▸ **EXERCISE DATA**
-------

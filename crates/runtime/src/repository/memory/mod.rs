//! In-memory store for tests and throwaway sessions.

mod store;

pub use store::InMemoryStore;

-------

▸ **PROBLEM DESCRIPTION**
Your reply needs to reproduce all of the listing exactly.

▸ **COMPLETED TASK**
filename crates/runtime/src/repository/memory/mod.rs
//! In-memory store for tests and throwaway sessions.

mod store;

pub use store::InMemoryStore;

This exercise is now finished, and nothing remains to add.